Thanks again to Numbers Aren't Real (and some of Arnold's OG fighter) for making such excellent content to steal borrow from. I'll slowly start weaning off of your teet, I promise.
Chassis Shenanigans
You are a Fighter, with all that entails:
- you can parry like a sword-shepherd.
- You gain an extra attack at 1st level (displayed below).
- you can never fumble with conventional weapons.
The Class Itself
The first time you take a respite (short rest) each day, you regain additional hit points equal to your character level. (note: that means you heal 2x your CL, or 2x+1d6 if you eat!)
Whenever you get a kill with a specific weapon type (such as a dagger), mark it down somewhere on your character sheet. Whenever you attain a total of 10, 30, and 50 kills, you gain one of the following bonuses:
- +1 Damage
- Expanded Critical Range (19-20)
- +4 Combat Maneuver (1/combat)
One of your Psyche dice becomes a D6. You may space out for one round, at any time, to receive -1 Strain (stress damage) from any source, but you take a -d6 penalty to Tests (checks & saves) and Attack Rolls.
Mighty unhelpful in conversations, or when there's a boulder barreling towards you.
Whenever you win a fight against challenging foes, people who don't like you make a new reaction roll with a +4 bonus. This even works on people you just defeated in combat, unless you caused them undeserved or disproportionate harm.
March on a villain’s enclave/stronghold/dungeon with at least a half-dozen loyal hirelings. Take control while half of them are still standing.
Hirelings under your employ will follow you into certain danger: they gain a +1 to Morale checks, and will willingly put themselves in harm's way if they believe it’ll benefit the entire warband (fend off those ghouls!).
Attain 100 notches with a singular weapon type, then challenge a master of the same weapon to a duel to the death.
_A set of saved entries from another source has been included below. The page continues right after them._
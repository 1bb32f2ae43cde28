use std::collections::VecDeque;
use std::time::{Duration, Instant};

const DEFAULT_WINDOW: Duration = Duration::from_secs(5);
const DEFAULT_MAX_SAMPLES: usize = 100;

#[derive(Debug, Clone, Copy)]
struct SpeedSample {
    bytes: u64,
    timestamp: Instant,
}

/// Calculates transfer speed over a sliding window of chunk completions.
#[derive(Debug, Clone)]
pub struct SpeedCalculator {
    samples: VecDeque<SpeedSample>,
    max_samples: usize,
    window_size: Duration,
}

impl Default for SpeedCalculator {
    fn default() -> Self {
        Self::new(None, None)
    }
}

impl SpeedCalculator {
    /// Creates a new calculator.
    ///
    /// - `window_size`: time window for speed calculation (default 5 s).
    /// - `max_samples`: maximum retained samples (default 100).
    pub fn new(window_size: Option<Duration>, max_samples: Option<usize>) -> Self {
        Self {
            samples: VecDeque::new(),
            max_samples: max_samples.unwrap_or(DEFAULT_MAX_SAMPLES).max(2),
            window_size: window_size.unwrap_or(DEFAULT_WINDOW),
        }
    }

    /// Records `bytes` transferred now.
    pub fn add_sample(&mut self, bytes: u64) {
        self.add_sample_at(bytes, Instant::now());
    }

    /// Records `bytes` transferred at `timestamp`.
    pub fn add_sample_at(&mut self, bytes: u64, timestamp: Instant) {
        self.samples.push_back(SpeedSample { bytes, timestamp });

        if let Some(cutoff) = timestamp.checked_sub(self.window_size) {
            while self.samples.front().is_some_and(|s| s.timestamp < cutoff) {
                self.samples.pop_front();
            }
        }
        while self.samples.len() > self.max_samples {
            self.samples.pop_front();
        }
    }

    /// Average speed in bytes/second within the window.
    ///
    /// The first sample only marks the start of the window, so its bytes are
    /// not counted. Returns 0.0 with fewer than 2 samples.
    pub fn bytes_per_second(&self) -> f64 {
        let (Some(first), Some(last)) = (self.samples.front(), self.samples.back()) else {
            return 0.0;
        };
        if self.samples.len() < 2 {
            return 0.0;
        }

        let elapsed = last.timestamp.duration_since(first.timestamp);
        if elapsed.is_zero() {
            return 0.0;
        }

        let bytes: u64 = self.samples.iter().skip(1).map(|s| s.bytes).sum();
        bytes as f64 / elapsed.as_secs_f64()
    }

    /// Estimates time remaining to transfer `remaining_bytes`.
    ///
    /// Returns `None` while the speed is unknown.
    pub fn eta(&self, remaining_bytes: u64) -> Option<Duration> {
        let speed = self.bytes_per_second();
        if speed <= 0.0 {
            return None;
        }
        Some(Duration::from_secs_f64(remaining_bytes as f64 / speed))
    }
}
//! Wire types for the filedrop storage service.
//!
//! The storage service is an external HTTP collaborator; this crate only
//! describes the endpoints it exposes and the JSON bodies it returns.

pub mod constants;
pub mod messages;
pub mod types;

pub use constants::Endpoint;
pub use messages::{ErrorResponse, FileListResponse, SearchResponse, UploadPartResponse};
pub use types::{UploadProgress, UploadStatus};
You must objectively win the fight—no deaths.
Whenever you deal damage with your mastered weapon, you can roll twice and select the higher number. Your critical hits deal triple damage. Your first combat maneuver each turn automatically succeeds with this weapon.
If you ever use a weapon that isn’t your mastered weapon, you must spend a week atoning at the nearest training ground.